Cierro los ojos y me parece volver a verle, en ese momento, con el rostro luminoso, casi insolente de alegría mostrar cada detalle de aquella institución, que formaría al “hombre nuevo” comunista. Nunca olvidaré a Brezhnev, que ya parecía una momia embalsamada, con aquel traje azul, lleno de condecoraciones de guerras y glorias pasadas, de medallas hasta en las mangas, cuyo peso casi le impedía moverse. Con aquel ambo de tela gruesa en medio de un trópico abrasador no me podía imaginar lo incómodo que se sentiría. El pobre anciano sonreía con cada palabra que el traductor ruso le prodigaba mostrándose interesado en todo, aunque en la práctica se estaba asando, literalmente, de calor como cerdo en púa, en fiesta de fin de año cubana.

En la clase de artes plásticas se nos había dado como ejercicio pintar una naturaleza muerta y el instructor había puesto, encima de una mesa, en el centro del aula frutas: piñas, un mamey, plátanos maduros y una manzana de cera, porque en nuestro país una manzana de verdad siempre fue un espejismo. Con ello se había armado una composición modélica para dibujar. Cuando ellos llegaron, estábamos diseminados por todo el amplio laboratorio, inmersos en nuestra tarea, algunos con más talento que otros, pues esa clase formaba parte de la cursada de estudios de la nueva escuela para formar a hombres y mujeres sensibles en la apreciación del arte, según decían los estatutos programáticos de la institución, con pretensiones vocacionales. Pero no era más que una puesta en escena para los visitantes, pues era la primera clase que recibíamos y nuestros caballetes, potes de pintura, pinceles, sillas y hasta las cartulinas, de papel importado, que envidiaría cualquier pintor profesional de la isla, habían sido traídos a las corridas el día anterior para armar aquel retablo “plástico”.

Fidel explicaba, entonces, las propuestas educativas de la escuela y la posibilidad que ella brindaba de ir contribuyendo con la orientación profesional de los alumnos; de ahí que funcionarían talleres de teatro, danza, música, agrupaciones corales, etc. Al mirar los trabajos de algunos de mis compañeros los elogiaba con frases muy alentadoras; a otros les corregía alguna línea con “delicadeza” militar o le daba una recomendación, pues también hasta de arte pictórico sabía. Cuando llegó a mi caballete y miró de reojo lo que estaba pintando me comentó, medio en sorna, medio en son recriminatorio:

-Pero eso es una interpretación libérrima de las frutas. En mi vida nunca vi - y vengo del campo - plátanos azules, ni manzanas grises, tampoco una piña con penachos tan grandes de color morado.

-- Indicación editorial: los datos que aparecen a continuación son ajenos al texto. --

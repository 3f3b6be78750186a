use std::cell::RefCell;
use std::path::Path;
use std::rc::Rc;

use anyhow::{Context, Result};
use serde::Serialize;

use readably::{
    element_bounds, is_point_inside_element, line_height_of_first_line, Bounds, Config, HeadlessMeasurer,
    HoverTracker, HtmlTree, LayoutFixture, LeaveBehavior, Point, PointerEvent, PointerEvents, ReadableBlock,
};

use crate::{ExclusionArgs, OutputFormat};

#[derive(Debug, Serialize)]
struct ProbeReport {
    point: Point,
    readable_count: usize,
    hovered: Option<HoveredReport>,
}

#[derive(Debug, Serialize)]
struct HoveredReport {
    block: ReadableBlock,
    top: f64,
    left: f64,
    height_of_first_line: f64,
    /// Probe measurement of the first line, for comparison.
    measured_first_line_height: f64,
    bounds: Bounds,
}

pub fn cmd_probe(
    input: &str,
    layout_path: &Path,
    at: Point,
    leave: LeaveBehavior,
    config: &Config,
    args: &ExclusionArgs,
    format: OutputFormat,
) -> Result<()> {
    let html = super::read_input(input)?;
    let tree = HtmlTree::parse(&html);
    let fixture = LayoutFixture::load(layout_path)
        .with_context(|| format!("failed to load layout {}", layout_path.display()))?;
    let layout = Rc::new(fixture.resolve(&tree)?);

    let classifier = super::classifier(config, args);
    let readable: Rc<[_]> = classifier.classify(&tree, tree.body()).into();
    let target = readable
        .iter()
        .copied()
        .find(|&node| is_point_inside_element(at, &*layout, node));

    let events = Rc::new(RefCell::new(PointerEvents::new()));
    let tracker = HoverTracker::new(Rc::clone(&events), Rc::clone(&layout), Rc::clone(&readable), leave);
    if let Some(node) = target {
        events.borrow_mut().dispatch(&PointerEvent::over(node));
    }

    let hovered = tracker.current().map(|info| HoveredReport {
        block: tree.describe(info.element),
        top: info.top,
        left: info.left,
        height_of_first_line: info.height_of_first_line,
        measured_first_line_height: line_height_of_first_line(&*layout, &HeadlessMeasurer, info.element),
        bounds: element_bounds(&*layout, info.element),
    });

    let report = ProbeReport {
        point: at,
        readable_count: readable.len(),
        hovered,
    };

    match format {
        OutputFormat::Json => println!("{}", serde_json::to_string_pretty(&report)?),
        OutputFormat::Text => print_report(&report),
    }

    Ok(())
}

fn print_report(report: &ProbeReport) {
    println!(
        "🎯 Probe at ({}, {}) over {} readable blocks",
        report.point.x, report.point.y, report.readable_count
    );

    let Some(hovered) = &report.hovered else {
        println!("\nNo readable block under the pointer");
        return;
    };

    println!("\n📖 {}", hovered.block.path);
    println!("   {}", hovered.block.preview);
    println!("\n📐 Overlay:");
    println!("   Top: {:.1}px", hovered.top);
    println!("   Left: {:.1}px", hovered.left);
    println!("   First line (line-height): {:.1}px", hovered.height_of_first_line);
    println!("   First line (measured): {:.1}px", hovered.measured_first_line_height);
    println!(
        "   Bounds: {:.1}x{:.1} at ({:.1}, {:.1})",
        hovered.bounds.width, hovered.bounds.height, hovered.bounds.left, hovered.bounds.top
    );
}
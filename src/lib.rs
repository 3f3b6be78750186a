//! `readably` - Readable-block detection and hover geometry for HTML documents
//!
//! # Features
//!
//! - **Classification**: reduces a document to its top-level readable
//!   elements (one per distinct block of text)
//! - **Geometry**: document-space bounds, inclusive hit testing, first-line
//!   height measurement
//! - **Hover tracking**: a pointer-driven state machine publishing the
//!   hovered block's overlay position
//!
//! # Example
//!
//! ```rust
//! use readably::{Classifier, HtmlTree};
//!
//! let tree = HtmlTree::parse("<div><blockquote>Some text here</blockquote></div>");
//! let readable = Classifier::default().classify(&tree, tree.body());
//! assert_eq!(readable.len(), 1);
//! assert_eq!(readable[0].value().name(), "blockquote");
//! ```

pub mod classify;
pub mod config;
pub mod error;
pub mod geometry;
pub mod hover;
pub mod layout;
pub mod tree;

pub use classify::{Classifier, ExclusionList, DEFAULT_EXCLUSIONS};
pub use config::{load_config, load_config_from, Config};
pub use error::{ReadablyError, Result};
pub use geometry::{
    element_bounds, is_point_inside_element, line_height_of_first_line, Bounds, ComputedStyle,
    LayoutView, Point, Rect, ScrollOffset, TextMeasurer,
};
pub use hover::{
    EventSource, HoverInfo, HoverMachine, HoverState, HoverTracker, LeaveBehavior, PointerEvent,
    PointerEventKind, PointerEvents,
};
pub use layout::{HeadlessMeasurer, LayoutFixture, StaticLayout};
pub use tree::{DocumentTree, HtmlTree, ReadableBlock};

/// Version of readably
pub const VERSION: &str = env!("CARGO_PKG_VERSION");

/// Parse `html` and describe its readable blocks in document order.
pub fn classify_html(html: &str, classifier: &Classifier) -> Vec<ReadableBlock> {
    let tree = HtmlTree::parse(html);
    classifier
        .classify(&tree, tree.body())
        .into_iter()
        .map(|node| tree.describe(node))
        .collect()
}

Yo sólo acerté a mirarle fijamente a los ojos y le riposté:

-El profesor habló de un ejercicio creativo y yo me tomé muy en serio la consigna; quizás se me fue la mano con la creatividad, le contesté a modo de disculpas, intentando restarle tenor a lo que no era más que mi primer disenso, ya a los 14 años, con el Comandante en Jefe… posteriormente llegarían muchos más desacuerdos y muchas más desilusiones. Ese día advertí, a pesar de mi adolescencia, que para Fidel los conceptos de libertad y creatividad estaban ya bastante acotados y torcidos.

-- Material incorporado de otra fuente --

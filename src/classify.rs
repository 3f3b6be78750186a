//! Readable-element classification.
//!
//! Reduces a document subtree to the minimal ordered set of elements that
//! each hold one distinct block of readable text:
//!
//! 1. An element with a non-empty direct text node is terminal. It is
//!    emitted unless its tag is excluded, and is never descended into.
//! 2. An element with exactly one child element is a pass-through wrapper;
//!    its result is exactly its child's result.
//! 3. Any other element contributes the concatenated results of its
//!    children, in document order.
//!
//! Excluded tags are never emitted. An excluded element without direct text
//! may still be a pass-through wrapper (`<span><address>..`); with zero or
//! several children its branch contributes nothing.
//! The result is an antichain: no returned element contains another.

use std::collections::BTreeSet;

use tracing::{debug, trace};

use crate::tree::DocumentTree;

/// Tags that are never readable elements by default.
pub const DEFAULT_EXCLUSIONS: &[&str] = &[
    "H1", "H2", "H3", "H4", "H5", "H6", "BUTTON", "LABEL", "SPAN", "IMG", "PRE", "SCRIPT",
];

/// Set of tag names that can never be classified as readable.
///
/// Names are stored upper-case; lookups are ASCII case-insensitive.
#[derive(Debug, Clone, PartialEq, Eq)]
pub struct ExclusionList {
    tags: BTreeSet<String>,
}

impl ExclusionList {
    /// An empty list: every tag is eligible.
    pub fn empty() -> Self {
        Self {
            tags: BTreeSet::new(),
        }
    }

    pub fn from_tags<I, S>(tags: I) -> Self
    where
        I: IntoIterator<Item = S>,
        S: AsRef<str>,
    {
        Self {
            tags: tags
                .into_iter()
                .map(|tag| tag.as_ref().trim().to_ascii_uppercase())
                .filter(|tag| !tag.is_empty())
                .collect(),
        }
    }

    pub fn contains(&self, tag: &str) -> bool {
        self.tags.contains(&tag.to_ascii_uppercase())
    }

    pub fn insert(&mut self, tag: &str) -> bool {
        let tag = tag.trim();
        if tag.is_empty() {
            return false;
        }
        self.tags.insert(tag.to_ascii_uppercase())
    }

    pub fn remove(&mut self, tag: &str) -> bool {
        self.tags.remove(&tag.trim().to_ascii_uppercase())
    }

    /// Tags in sorted order.
    pub fn iter(&self) -> impl Iterator<Item = &str> {
        self.tags.iter().map(String::as_str)
    }

    pub fn len(&self) -> usize {
        self.tags.len()
    }

    pub fn is_empty(&self) -> bool {
        self.tags.is_empty()
    }
}

impl Default for ExclusionList {
    fn default() -> Self {
        Self::from_tags(DEFAULT_EXCLUSIONS)
    }
}

/// Finds the top-level readable elements of a document.
#[derive(Debug, Clone, Default)]
pub struct Classifier {
    exclusions: ExclusionList,
}

impl Classifier {
    pub fn new(exclusions: ExclusionList) -> Self {
        Self { exclusions }
    }

    pub fn exclusions(&self) -> &ExclusionList {
        &self.exclusions
    }

    /// Classify every direct child of `root` (normally `<body>`) and
    /// concatenate the results in document order.
    pub fn classify<'t, T>(&self, tree: &'t T, root: T::Node<'t>) -> Vec<T::Node<'t>>
    where
        T: DocumentTree + ?Sized,
    {
        let mut readable = Vec::new();
        self.collect(tree, tree.child_elements(root), &mut readable);
        debug!(count = readable.len(), "classified readable elements");
        readable
    }

    /// Apply the reduction rules to `node` itself rather than to its children.
    pub fn classify_element<'t, T>(&self, tree: &'t T, node: T::Node<'t>) -> Vec<T::Node<'t>>
    where
        T: DocumentTree + ?Sized,
    {
        let mut readable = Vec::new();
        self.collect(tree, vec![node], &mut readable);
        readable
    }

    /// Walk `roots` (in document order) with an explicit stack, so nesting
    /// depth is bounded by the heap rather than the call stack.
    fn collect<'t, T>(&self, tree: &'t T, roots: Vec<T::Node<'t>>, out: &mut Vec<T::Node<'t>>)
    where
        T: DocumentTree + ?Sized,
    {
        let mut pending: Vec<_> = roots.into_iter().rev().collect();
        while let Some(node) = pending.pop() {
            let tag = tree.tag_name(node);
            let excluded = self.exclusions.contains(tag);

            if tree.has_direct_text(node) {
                if excluded {
                    trace!(tag, "dropping excluded text element");
                } else {
                    out.push(node);
                }
                continue;
            }

            let children = tree.child_elements(node);
            if children.len() == 1 {
                pending.push(children[0]);
            } else if excluded {
                trace!(tag, children = children.len(), "dropping excluded container");
            } else {
                pending.extend(children.into_iter().rev());
            }
        }
    }
}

Después vendrían otros encuentros-desencuentros, otras anécdotas, que iré contando en la medida en que vayamos llegando a los hechos y recorramos juntos, este derrotero sobre la vida, los aciertos y equívocos de Fidel Alejandro Castro Ruz (¿Fidel Casiano, Fidel Hipólito?, según las partidas de nacimiento y las distintas inscripciones), que pretende reconstruir, sin mitificaciones, la verdadera historia de uno de los líderes latinoamericanos y mundiales más discutidos y apasionantes del siglo XX, su espíritu casi camaleónico para atemperarse a las coyunturas históricas y la impronta que dejará, a su muerte, en las nuevas generaciones de la isla.

La obra intenta repasar el recorrido de la Revolución Cubana (1 de enero de 1959) y su proceso histórico de evolución-travestismo político-involución, dado a través de la figura tropical de su artífice, estratega y caudillo, revelando al hombre que hay detrás de ese mito, convertido en una de las figuras icónicas de todo un siglo. La evaluación está dada con la mirada de un cubano, nacido en 1960, que estuvo muy comprometido con el proceso revolucionario, y hoy vive autoexiliado, en Buenos Aires, Argentina, descree de la política como profesión vitalicia, de los gobiernos atornillados a las sillas del poder y excesivamente personalistas y autoritarios.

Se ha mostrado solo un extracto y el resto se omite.